The concept of virtual assignments has rapidly risen in the priority list of mobility professionals in the last six to eight months. More organisations have virtual mobility scenarios than ever before and the pandemic has caused the surge in these arrangements. While some may argue that these arrangements may be for the immediate term, there are several mobility professionals who will agree that these arrangements are here to stay in some shape or form. The rate of change is accelerating around the HR & mobility professionals and this poses significant people and compliance risks.
There are several possibilities and combinations in a virtual working arrangement that one needs to comprehend the virtual mobility spectrum. First, there are workers who may have to move back to their countries of origin or to other countries as part of their companies COVID-19 response while continuing to perform their roles. This may pose a compliance issue.
Work from home (WFH) may pose a different set of complications for the globally mobile employee. There might be some employees who may have moved back to their countries of origin. WFH then raises a question of working from home in which country?
Some organisations as their response to the pandemic and the uncertainty have regularized WFH requests of their employees. Some companies have brought it in as a long-term measure as part of their mechanism to tackle the situation. This essentially means that policies on payroll, benefits, perks and compliance will have to re-looked.

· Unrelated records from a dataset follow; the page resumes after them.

use std::{collections::HashMap, sync::Arc, time::Duration};

use serde::{Deserialize, Serialize};
use tokio::sync::RwLock;

/// SiliconFlow 兼容后端默认地址。
pub const DEFAULT_UPSTREAM: &str = "https://api.siliconflow.cn";

const DEFAULT_BALANCE_WEIGHT: f64 = 0.4;
const DEFAULT_SUCCESS_RATE_WEIGHT: f64 = 0.3;
const DEFAULT_RPM_WEIGHT: f64 = 0.15;
const DEFAULT_TPM_WEIGHT: f64 = 0.15;

const MIN_AUTO_UPDATE_SECS: u64 = 60;

/// 运行期可调参数，持久化在 settings 表中。
#[derive(Debug, Clone, PartialEq, Serialize, Deserialize)]
#[serde(default)]
pub struct Settings {
    pub pool: PoolSettings,
    pub proxy: ProxySettings,
    pub defaults: RequestDefaults,
    pub security: SecuritySettings,
}

/// key 池相关参数。
#[derive(Debug, Clone, PartialEq, Serialize, Deserialize)]
#[serde(default)]
pub struct PoolSettings {
    pub min_balance_threshold: f64,
    pub max_balance_display: f64,
    pub max_stats_entries: usize,
    /// 分钟
    pub recovery_interval: u64,
    pub max_consecutive_failures: u32,
    pub balance_weight: f64,
    pub success_rate_weight: f64,
    pub rpm_weight: f64,
    pub tpm_weight: f64,
    /// 秒
    pub auto_update_interval: u64,
    pub auto_delete_zero_balance_keys: bool,
    /// 分钟
    pub refresh_used_keys_interval: u64,
    pub model_key_strategies: HashMap<String, u8>,
    pub disabled_models: Vec<String>,
}

#[derive(Debug, Clone, PartialEq, Serialize, Deserialize)]
#[serde(default)]
pub struct ProxySettings {
    /// 秒
    pub stream_timeout: u64,
    /// 秒
    pub standard_timeout: u64,
    /// 秒
    pub heartbeat_interval: u64,
    pub buffer_threshold: usize,
    /// 毫秒
    pub min_flush_delay: u64,
    /// 毫秒
    pub max_flush_delay: u64,
    pub max_concurrency: usize,
    pub fake_streaming: bool,
}

#[derive(Debug, Clone, PartialEq, Serialize, Deserialize)]
#[serde(default)]
pub struct RequestDefaults {
    pub max_tokens: u64,
    pub image_size: String,
}

/// 代理接口的客户端鉴权。关闭时所有请求直接放行。
#[derive(Debug, Clone, Default, PartialEq, Serialize, Deserialize)]
#[serde(default)]
pub struct SecuritySettings {
    pub api_key_enabled: bool,
    pub api_key: String,
}

impl SecuritySettings {
    /// 开启鉴权时校验客户端提供的 key。
    pub fn check(&self, presented: Option<&str>) -> Result<(), ClientKeyRejection> {
        if !self.api_key_enabled {
            return Ok(());
        }
        match presented {
            None | Some("") => Err(ClientKeyRejection::Missing),
            Some(key) if key == self.api_key => Ok(()),
            Some(_) => Err(ClientKeyRejection::Invalid),
        }
    }
}

/// 客户端 key 被拒绝的原因。
#[derive(Debug, Clone, Copy, PartialEq, Eq)]
pub enum ClientKeyRejection {
    Missing,
    Invalid,
}

impl Default for PoolSettings {
    fn default() -> Self {
        Self {
            min_balance_threshold: 0.8,
            max_balance_display: 14.0,
            max_stats_entries: 60,
            recovery_interval: 10,
            max_consecutive_failures: 5,
            balance_weight: DEFAULT_BALANCE_WEIGHT,
            success_rate_weight: DEFAULT_SUCCESS_RATE_WEIGHT,
            rpm_weight: DEFAULT_RPM_WEIGHT,
            tpm_weight: DEFAULT_TPM_WEIGHT,
            auto_update_interval: 600,
            auto_delete_zero_balance_keys: true,
            refresh_used_keys_interval: 60,
            model_key_strategies: HashMap::new(),
            disabled_models: Vec::new(),
        }
    }
}

impl Default for ProxySettings {
    fn default() -> Self {
        Self {
            stream_timeout: 600,
            standard_timeout: 600,
            heartbeat_interval: 10,
            buffer_threshold: 1024,
            min_flush_delay: 10,
            max_flush_delay: 50,
            max_concurrency: 50,
            fake_streaming: false,
        }
    }
}

impl Default for RequestDefaults {
    fn default() -> Self {
        Self {
            max_tokens: 16000,
            image_size: "1024x1024".to_string(),
        }
    }
}

impl Default for Settings {
    fn default() -> Self {
        Self {
            pool: PoolSettings::default(),
            proxy: ProxySettings::default(),
            defaults: RequestDefaults::default(),
            security: SecuritySettings::default(),
        }
    }
}

impl Settings {
    /// 修正非法取值：非正权重回落到默认值，间隔设下限。
    pub fn sanitized(mut self) -> Self {
        let pool = &mut self.pool;
        if pool.balance_weight <= 0.0 {
            pool.balance_weight = DEFAULT_BALANCE_WEIGHT;
        }
        if pool.success_rate_weight <= 0.0 {
            pool.success_rate_weight = DEFAULT_SUCCESS_RATE_WEIGHT;
        }
        if pool.rpm_weight <= 0.0 {
            pool.rpm_weight = DEFAULT_RPM_WEIGHT;
        }
        if pool.tpm_weight <= 0.0 {
            pool.tpm_weight = DEFAULT_TPM_WEIGHT;
        }
        if pool.max_balance_display <= 0.0 {
            pool.max_balance_display = 14.0;
        }
        pool.auto_update_interval = pool.auto_update_interval.max(MIN_AUTO_UPDATE_SECS);
        pool.recovery_interval = pool.recovery_interval.max(1);
        pool.refresh_used_keys_interval = pool.refresh_used_keys_interval.max(1);
        pool.max_stats_entries = pool.max_stats_entries.max(1);
        pool.max_consecutive_failures = pool.max_consecutive_failures.max(1);

        let proxy = &mut self.proxy;
        proxy.heartbeat_interval = proxy.heartbeat_interval.max(1);
        proxy.max_concurrency = proxy.max_concurrency.max(1);
        proxy.min_flush_delay = proxy.min_flush_delay.max(1);
        if proxy.max_flush_delay < proxy.min_flush_delay {
            proxy.max_flush_delay = proxy.min_flush_delay;
        }

        self.security.api_key = self.security.api_key.trim().to_string();
        self
    }

    pub fn auto_update_period(&self) -> Duration {
        Duration::from_secs(self.pool.auto_update_interval.max(MIN_AUTO_UPDATE_SECS))
    }

    pub fn recovery_period(&self) -> Duration {
        Duration::from_secs(self.pool.recovery_interval.max(1) * 60)
    }

    pub fn used_keys_period(&self) -> Duration {
        Duration::from_secs(self.pool.refresh_used_keys_interval.max(1) * 60)
    }

    pub fn is_model_disabled(&self, model: &str) -> bool {
        self.pool
            .disabled_models
            .iter()
            .any(|disabled| disabled == model)
    }
}

/// 进程内共享的 Settings 句柄。
#[derive(Debug, Clone, Default)]
pub struct SettingsHandle {
    inner: Arc<RwLock<Settings>>,
}

impl SettingsHandle {
    pub fn new(settings: Settings) -> Self {
        Self {
            inner: Arc::new(RwLock::new(settings.sanitized())),
        }
    }

    pub async fn snapshot(&self) -> Settings {
        self.inner.read().await.clone()
    }

    pub async fn replace(&self, settings: Settings) -> Settings {
        let sanitized = settings.sanitized();
        *self.inner.write().await = sanitized.clone();
        sanitized
    }
}

#[cfg(test)]
mod tests {
    use super::*;

    #[test]
    fn sanitize_restores_default_weights_and_floors_intervals() {
        let mut settings = Settings::default();
        settings.pool.balance_weight = 0.0;
        settings.pool.rpm_weight = -1.0;
        settings.pool.auto_update_interval = 5;
        settings.proxy.max_flush_delay = 0;

        let sanitized = settings.sanitized();
        assert_eq!(sanitized.pool.balance_weight, 0.4);
        assert_eq!(sanitized.pool.rpm_weight, 0.15);
        assert_eq!(sanitized.pool.auto_update_interval, 60);
        assert_eq!(sanitized.proxy.max_flush_delay, sanitized.proxy.min_flush_delay);
    }

    #[test]
    fn partial_json_falls_back_to_defaults() {
        let settings: Settings =
            serde_json::from_str(r#"{"pool":{"min_balance_threshold":2.5}}"#).unwrap();
        assert_eq!(settings.pool.min_balance_threshold, 2.5);
        assert_eq!(settings.pool.max_balance_display, 14.0);
        assert_eq!(settings.proxy.buffer_threshold, 1024);
        assert_eq!(settings.defaults.max_tokens, 16000);
    }

    #[test]
    fn client_key_check_only_applies_when_enabled() {
        let mut security = SecuritySettings::default();
        assert_eq!(security.check(None), Ok(()));

        security.api_key_enabled = true;
        security.api_key = "gw-secret".into();
        assert_eq!(security.check(None), Err(ClientKeyRejection::Missing));
        assert_eq!(security.check(Some("")), Err(ClientKeyRejection::Missing));
        assert_eq!(security.check(Some("nope")), Err(ClientKeyRejection::Invalid));
        assert_eq!(security.check(Some("gw-secret")), Ok(()));
    }

    #[test]
    fn sanitize_trims_client_key() {
        let mut settings = Settings::default();
        settings.security.api_key = "  gw-secret \n".into();
        assert_eq!(settings.sanitized().security.api_key, "gw-secret");
    }

    #[tokio::test]
    async fn handle_replace_sanitizes() {
        let handle = SettingsHandle::default();
        let mut settings = Settings::default();
        settings.pool.disabled_models = vec!["deepseek-ai/DeepSeek-R1".into()];
        settings.pool.tpm_weight = 0.0;
        handle.replace(settings).await;

        let snapshot = handle.snapshot().await;
        assert!(snapshot.is_model_disabled("deepseek-ai/DeepSeek-R1"));
        assert!(!snapshot.is_model_disabled("deepseek-ai/DeepSeek-V3"));
        assert_eq!(snapshot.pool.tpm_weight, 0.15);
    }
}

Virtual assignments where an employee about to relocate before the onset of the pandemic and being asked to stay back also forms a sizeable cross section of relocations delayed / or kept on hold because of the pandemic. Employees in such cases may have started to work on the projects where they were to be relocated while still being in some other country. Compliance, taxation and payroll are risks that an organization may not be prepared for.
As has been clearly discussed above, there is a fundamental issue that needs a closer look or review as virtual mobility / assignments become commonplace – the disconnect between the employment location and the employee’s real / physical location. This would call for a thorough review of the existing policies, guidelines and framework as without a re-worked process or framework companies run the risk of exposing themselves to people and compliance risks. A policy review or a tweak in the process may be involve significant investment of time and resources, however, here are a few points to help you get started:
- Clearly understand and clarify the remote / virtual working scenarios.
- State and clarify the intended business benefits, risks and other variables around each of the remote working scenarios. Try to determine what working arrangements are allowed or disallowed.
- Ascertain the limitations of the existing policies and safeguards that needs to be incorporated. It’s advisable to clearly etch out distinction between short and longer duration assignments, it’s associated risks and application of policies to such scenarios.
- Keep an open mind and search for possible alternatives to remote working. In the broader realm of managing a globally spread workforce, the HR department can support the organisation with a global employee re-deployment by actively promoting talent brokering internally.